# Flux2Transformer2DModel

A Transformer model for image-like data from [Flux2](https://hf.co/black-forest-labs/FLUX.2-dev).

## Flux2Transformer2DModel[[diffusers.Flux2Transformer2DModel]]

- **patch_size** (`int`, defaults to `1`) --
  Patch size to turn the input data into small patches.
- **in_channels** (`int`, defaults to `128`) --
  The number of channels in the input.
- **out_channels** (`int`, *optional*, defaults to `None`) --
  The number of channels in the output. If not specified, it defaults to `in_channels`.
- **num_layers** (`int`, defaults to `8`) --
  The number of layers of dual stream DiT blocks to use.
- **num_single_layers** (`int`, defaults to `48`) --
  The number of layers of single stream DiT blocks to use.
- **attention_head_dim** (`int`, defaults to `128`) --
  The number of dimensions to use for each attention head.
- **num_attention_heads** (`int`, defaults to `48`) --
  The number of attention heads to use.
- **joint_attention_dim** (`int`, defaults to `15360`) --
  The number of dimensions to use for the joint attention (embedding/channel dimension of
  `encoder_hidden_states`).
- **pooled_projection_dim** (`int`, defaults to `768`) --
  The number of dimensions to use for the pooled projection.
- **guidance_embeds** (`bool`, defaults to `True`) --
  Whether to use guidance embeddings for guidance-distilled variant of the model.
- **axes_dims_rope** (`tuple[int]`, defaults to `(32, 32, 32, 32)`) --
  The dimensions to use for the rotary positional embeddings.

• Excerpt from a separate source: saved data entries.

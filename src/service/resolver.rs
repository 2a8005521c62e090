//! Key-based entity resolution
//!
//! The resolver turns a typed key into a cached entity: normalize the key,
//! consult the cache, fall back to an escaped directory search, construct
//! the typed entity with its inherited defaults, cache it, return it. Two
//! entries matching one key is a data-integrity fault and always surfaces
//! as [`AppError::MultipleMatched`].

use crate::directory::{DirEntry, Filter, SearchOptions, SearchScope};
use crate::domain::{
    names, replace_domain, AccountKey, DomainKey, DomainType, Entity, EntityKind, GroupKey,
};
use crate::error::{AppError, Result};
use crate::service::Provisioning;
use std::sync::Arc;
use uuid::Uuid;

/// Attributes that stay on the entity that owns them, never inherited from
/// a class of service or a domain
const NON_INHERITED: &[&str] = &[
    names::A_OBJECT_CLASS,
    "o",
    "ou",
    "dc",
    names::A_PROVIS_ID,
    names::A_UID,
    names::A_CN,
    names::A_MAIL,
    names::A_MAIL_ALIAS,
    names::A_LIST_MEMBER,
    names::A_ALIAS_TARGET_ID,
    names::A_ACCOUNT_STATUS,
    names::A_COS_ID,
    names::A_DOMAIN_NAME,
    names::A_DOMAIN_TYPE,
    names::A_DOMAIN_ALIAS_TARGET_ID,
    names::A_DOMAIN_DEFAULT_COS_ID,
    names::A_VIRTUAL_HOSTNAME,
    names::A_FOREIGN_NAME,
    names::A_FOREIGN_PRINCIPAL,
    names::A_KRB5_REALM,
    names::A_PASSWORD,
    names::A_PASSWORD_HISTORY,
    names::A_PASSWORD_MODIFIED_TIME,
    names::A_PASSWORD_MUST_CHANGE,
    names::A_PASSWORD_LOCKOUT_TIME,
    names::A_PASSWORD_FAILURE_TIME,
    names::A_AUTH_TOKEN_VALIDITY,
    names::A_MODIFIED_TIMESTAMP,
];

impl Provisioning {
    /// Resolve an account or calendar resource
    pub async fn get_account(
        &self,
        key: AccountKey,
        read_from_master: bool,
    ) -> Result<Option<Arc<Entity>>> {
        let key = key.normalized()?;

        let cached = match &key {
            AccountKey::Id(id) => self.accounts.get_by_id(*id),
            AccountKey::Name(name) | AccountKey::ForeignPrincipal(name) => {
                self.accounts.get_by_name(name)
            }
            AccountKey::Krb5Principal(principal) => {
                self.accounts.get_by_name(&format!("kerberos5:{principal}"))
            }
            AccountKey::AdminName(_) => None,
        };
        if let Some(entity) = cached {
            return Ok(Some(entity));
        }

        let filter = match &key {
            AccountKey::Id(id) => {
                account_kind_filter(Filter::eq(names::A_PROVIS_ID, id.to_string()))
            }
            AccountKey::Name(name) => {
                return self.get_account_by_address(name, read_from_master).await;
            }
            AccountKey::ForeignPrincipal(principal) => {
                account_kind_filter(Filter::eq(names::A_FOREIGN_PRINCIPAL, principal.clone()))
            }
            AccountKey::AdminName(name) => account_kind_filter(Filter::and(vec![
                Filter::eq(names::A_UID, name.clone()),
                Filter::eq(names::A_IS_ADMIN_ACCOUNT, "TRUE"),
            ])),
            AccountKey::Krb5Principal(principal) => account_kind_filter(Filter::eq(
                names::A_FOREIGN_PRINCIPAL,
                format!("kerberos5:{principal}"),
            )),
        };

        match self
            .search_unique(self.dit().base_dn(), &filter, read_from_master)
            .await?
        {
            Some(entry) => {
                let entity = self.make_entity(entry, true).await?;
                self.cache_entity(&entity);
                Ok(Some(entity))
            }
            None => Ok(None),
        }
    }

    /// Address lookup with the alias-domain fallback: when the direct
    /// lookup misses and the address's domain is an alias of another
    /// domain, retry with the target domain substituted in.
    async fn get_account_by_address(
        &self,
        address: &str,
        read_from_master: bool,
    ) -> Result<Option<Arc<Entity>>> {
        if let Some(entity) = self.lookup_by_address(address, read_from_master).await? {
            return Ok(Some(entity));
        }

        let Some((_, domain_name)) = address.split_once('@') else {
            return Ok(None);
        };
        let Some(domain) = self
            .get_domain(DomainKey::Name(domain_name.to_string()), read_from_master)
            .await?
        else {
            return Ok(None);
        };
        if domain.domain_type() != DomainType::Alias {
            return Ok(None);
        }
        let Some(target_id) = domain.alias_target_domain() else {
            return Ok(None);
        };
        let Some(target) = self
            .get_domain(DomainKey::Id(target_id), read_from_master)
            .await?
        else {
            return Ok(None);
        };

        let substituted = replace_domain(address, &target.name)?;
        self.lookup_by_address(&substituted, read_from_master).await
    }

    async fn lookup_by_address(
        &self,
        address: &str,
        read_from_master: bool,
    ) -> Result<Option<Arc<Entity>>> {
        if let Some(entity) = self.accounts.get_by_name(address) {
            return Ok(Some(entity));
        }
        let filter = account_kind_filter(address_filter(address));
        match self
            .search_unique(self.dit().base_dn(), &filter, read_from_master)
            .await?
        {
            Some(entry) => {
                let entity = self.make_entity(entry, true).await?;
                self.cache_entity(&entity);
                Ok(Some(entity))
            }
            None => Ok(None),
        }
    }

    /// Resolve a domain. Lookups by externally supplied keys (virtual
    /// hostname, foreign name, Kerberos realm) are negatively cached, so a
    /// repeated miss does not hit the directory again within the TTL.
    pub async fn get_domain(
        &self,
        key: DomainKey,
        read_from_master: bool,
    ) -> Result<Option<Arc<Entity>>> {
        let key = key.normalized()?;

        let cached = match &key {
            DomainKey::Id(id) => self.domains.get_by_id(*id),
            DomainKey::Name(name) => self.domains.get_by_name(name),
            DomainKey::VirtualHostname(value)
            | DomainKey::ForeignName(value)
            | DomainKey::Krb5Realm(value) => {
                if self.negative_domains.contains(&key) {
                    return Ok(None);
                }
                self.domains.get_by_name(value)
            }
        };
        if let Some(entity) = cached {
            return Ok(Some(entity));
        }

        let filter = match &key {
            DomainKey::Id(id) => Filter::eq(names::A_PROVIS_ID, id.to_string()),
            DomainKey::Name(name) => Filter::eq(names::A_DOMAIN_NAME, name.clone()),
            DomainKey::VirtualHostname(host) => Filter::eq(names::A_VIRTUAL_HOSTNAME, host.clone()),
            DomainKey::ForeignName(name) => Filter::eq(names::A_FOREIGN_NAME, name.clone()),
            DomainKey::Krb5Realm(realm) => Filter::eq(names::A_KRB5_REALM, realm.clone()),
        };
        let filter = Filter::and(vec![
            Filter::object_class(EntityKind::Domain.object_class()),
            filter,
        ]);

        match self
            .search_unique(self.dit().base_dn(), &filter, read_from_master)
            .await?
        {
            Some(entry) => {
                let entity = Arc::new(Entity::from_entry(entry.dn, entry.attrs)?);
                self.negative_domains.remove(&key);
                self.domains.put(entity.clone());
                Ok(Some(entity))
            }
            None => {
                if matches!(
                    key,
                    DomainKey::VirtualHostname(_)
                        | DomainKey::ForeignName(_)
                        | DomainKey::Krb5Realm(_)
                ) {
                    self.negative_domains.put(key);
                }
                Ok(None)
            }
        }
    }

    /// Resolve a distribution list
    pub async fn get_group(
        &self,
        key: GroupKey,
        read_from_master: bool,
    ) -> Result<Option<Arc<Entity>>> {
        let (cached, filter) = match &key {
            GroupKey::Id(id) => (
                self.groups.get_by_id(*id),
                Filter::eq(names::A_PROVIS_ID, id.to_string()),
            ),
            GroupKey::Name(name) => {
                let name = crate::domain::normalize_address(name)?;
                (self.groups.get_by_name(&name), address_filter(&name))
            }
        };
        if let Some(entity) = cached {
            return Ok(Some(entity));
        }

        let filter = Filter::and(vec![
            Filter::object_class(EntityKind::DistributionList.object_class()),
            filter,
        ]);
        match self
            .search_unique(self.dit().base_dn(), &filter, read_from_master)
            .await?
        {
            Some(entry) => {
                let entity = Arc::new(Entity::from_entry(entry.dn, entry.attrs)?);
                self.groups.put(entity.clone());
                Ok(Some(entity))
            }
            None => Ok(None),
        }
    }

    pub async fn get_cos_by_id(&self, id: Uuid) -> Result<Option<Arc<Entity>>> {
        if let Some(entity) = self.cos.get_by_id(id) {
            return Ok(Some(entity));
        }
        let filter = Filter::and(vec![
            Filter::object_class(EntityKind::Cos.object_class()),
            Filter::eq(names::A_PROVIS_ID, id.to_string()),
        ]);
        self.fetch_cos(&filter).await
    }

    pub async fn get_cos_by_name(&self, name: &str) -> Result<Option<Arc<Entity>>> {
        let name = name.trim().to_lowercase();
        if let Some(entity) = self.cos.get_by_name(&name) {
            return Ok(Some(entity));
        }
        let filter = Filter::and(vec![
            Filter::object_class(EntityKind::Cos.object_class()),
            Filter::eq(names::A_CN, name),
        ]);
        self.fetch_cos(&filter).await
    }

    async fn fetch_cos(&self, filter: &Filter) -> Result<Option<Arc<Entity>>> {
        match self
            .search_unique(self.dit().base_dn(), filter, false)
            .await?
        {
            Some(entry) => {
                // transient representation: a class of service carries no
                // inherited defaults of its own
                let entity = Arc::new(Entity::from_entry(entry.dn, entry.attrs)?);
                self.cos.put(entity.clone());
                Ok(Some(entity))
            }
            None => Ok(None),
        }
    }

    /// Search expecting at most one match; more than one is a directory
    /// integrity fault reported with the duplicate paths, never retried
    pub(crate) async fn search_unique(
        &self,
        base: &str,
        filter: &Filter,
        read_from_master: bool,
    ) -> Result<Option<DirEntry>> {
        let page = self
            .store()
            .search(
                base,
                SearchScope::Subtree,
                filter,
                &SearchOptions {
                    read_from_master,
                    ..Default::default()
                },
            )
            .await?;

        let mut entries = page.entries;
        match entries.len() {
            0 => Ok(None),
            1 => Ok(Some(entries.remove(0))),
            _ => Err(AppError::MultipleMatched {
                key: filter.to_string(),
                paths: entries.into_iter().map(|e| e.dn).collect(),
            }),
        }
    }

    /// Construct a typed entity from a directory entry.
    ///
    /// With `apply_defaults`, accounts inherit the attributes of their
    /// class of service (the account's own, or the domain default) and of
    /// their domain. Skipping defaults yields the transient representation
    /// used while resolving the class of service itself.
    pub(crate) async fn make_entity(
        &self,
        entry: DirEntry,
        apply_defaults: bool,
    ) -> Result<Arc<Entity>> {
        let mut entity = Entity::from_entry(entry.dn, entry.attrs)?;

        if apply_defaults && entity.kind.is_account() {
            let domain = match entity.domain_part() {
                Some(domain_name) => {
                    self.get_domain(DomainKey::Name(domain_name.to_string()), false)
                        .await?
                }
                None => None,
            };

            let cos_id = entity
                .attrs
                .get(names::A_COS_ID)
                .map(str::to_string)
                .or_else(|| {
                    domain.as_ref().and_then(|d| {
                        d.attrs
                            .get(names::A_DOMAIN_DEFAULT_COS_ID)
                            .map(str::to_string)
                    })
                });
            if let Some(cos_id) = cos_id.and_then(|raw| Uuid::parse_str(&raw).ok()) {
                if let Some(cos) = self.get_cos_by_id(cos_id).await? {
                    merge_inheritable(&mut entity, &cos);
                }
            }
            if let Some(domain) = &domain {
                merge_inheritable(&mut entity, domain);
            }
        }

        Ok(Arc::new(entity))
    }
}

fn account_kind_filter(filter: Filter) -> Filter {
    Filter::and(vec![
        Filter::or(vec![
            Filter::object_class(EntityKind::Account.object_class()),
            Filter::object_class(EntityKind::CalendarResource.object_class()),
        ]),
        filter,
    ])
}

/// Match an address against the primary address or any alias
fn address_filter(address: &str) -> Filter {
    Filter::or(vec![
        Filter::eq(names::A_MAIL, address),
        Filter::eq(names::A_MAIL_ALIAS, address),
    ])
}

fn merge_inheritable(entity: &mut Entity, source: &Entity) {
    let mut defaults = source.attrs.clone();
    for attr in NON_INHERITED {
        defaults.remove(attr);
    }
    entity.attrs.merge_defaults(&defaults);
}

The Transformer model introduced in Flux 2.

Reference: https://blackforestlabs.ai/announcing-black-forest-labs/

- **hidden_states** (`torch.Tensor` of shape `(batch_size, image_sequence_length, in_channels)`) --
  Input `hidden_states`.
- **encoder_hidden_states** (`torch.Tensor` of shape `(batch_size, text_sequence_length, joint_attention_dim)`) --
  Conditional embeddings (embeddings computed from the input conditions such as prompts) to use.
- **timestep** (`torch.LongTensor`) --
  Used to indicate denoising step.
- **img_ids** (`torch.Tensor`) --
  Image position ids used to compute the rotary positional embeddings.
- **txt_ids** (`torch.Tensor`) --
  Text position ids used to compute the rotary positional embeddings.
- **guidance** (`torch.Tensor`, *optional*) --
  Guidance scale embedding used for guidance-distilled variants of the model.
- **joint_attention_kwargs** (`dict`, *optional*) --
  A kwargs dictionary that if specified is passed along to the `AttentionProcessor` as defined under
  `self.processor` in
  [diffusers.models.attention_processor](https://github.com/huggingface/diffusers/blob/main/src/diffusers/models/attention_processor.py).
- **return_dict** (`bool`, *optional*, defaults to `True`) --
  Whether or not to return a `~models.transformer_2d.Transformer2DModelOutput` instead of a plain
  tuple.
- **kv_cache** (`Flux2KVCache`, *optional*) --
  KV cache for reference image tokens. When `kv_cache_mode` is "extract", a new cache is created and
  returned. When "cached", the provided cache is used to inject ref K/V during attention.
- **kv_cache_mode** (`str`, *optional*) --
  One of "extract" (first step with ref tokens) or "cached" (subsequent steps using cached ref K/V). When
  `None`, standard forward pass without KV caching.
- **num_ref_tokens** (`int`, defaults to `0`) --
  Number of reference image tokens prepended to `hidden_states` (only used when
  `kv_cache_mode="extract"`).
- **ref_fixed_timestep** (`float`, defaults to `0.0`) --
  Fixed timestep for reference token modulation (only used when `kv_cache_mode="extract"`).If `return_dict` is True, an `~models.transformer_2d.Transformer2DModelOutput` is returned, otherwise a
`tuple` where the first element is the sample tensor. When `kv_cache_mode="extract"`, also returns the
populated `Flux2KVCache`.

The [Flux2Transformer2DModel](/docs/diffusers/main/en/api/models/flux2_transformer#diffusers.Flux2Transformer2DModel) forward method.

## Flux2Transformer2DModelOutput[[diffusers.models.transformers.transformer_flux2.Flux2Transformer2DModelOutput]]

- **sample** (`torch.Tensor` of shape `(batch_size, num_channels, height, width)`) --
  The hidden states output conditioned on the `encoder_hidden_states` input.
- **kv_cache** (`Flux2KVCache`, *optional*) --
  The populated KV cache for reference image tokens. Only returned when `kv_cache_mode="extract"`.

The output of [Flux2Transformer2DModel](/docs/diffusers/main/en/api/models/flux2_transformer#diffusers.Flux2Transformer2DModel).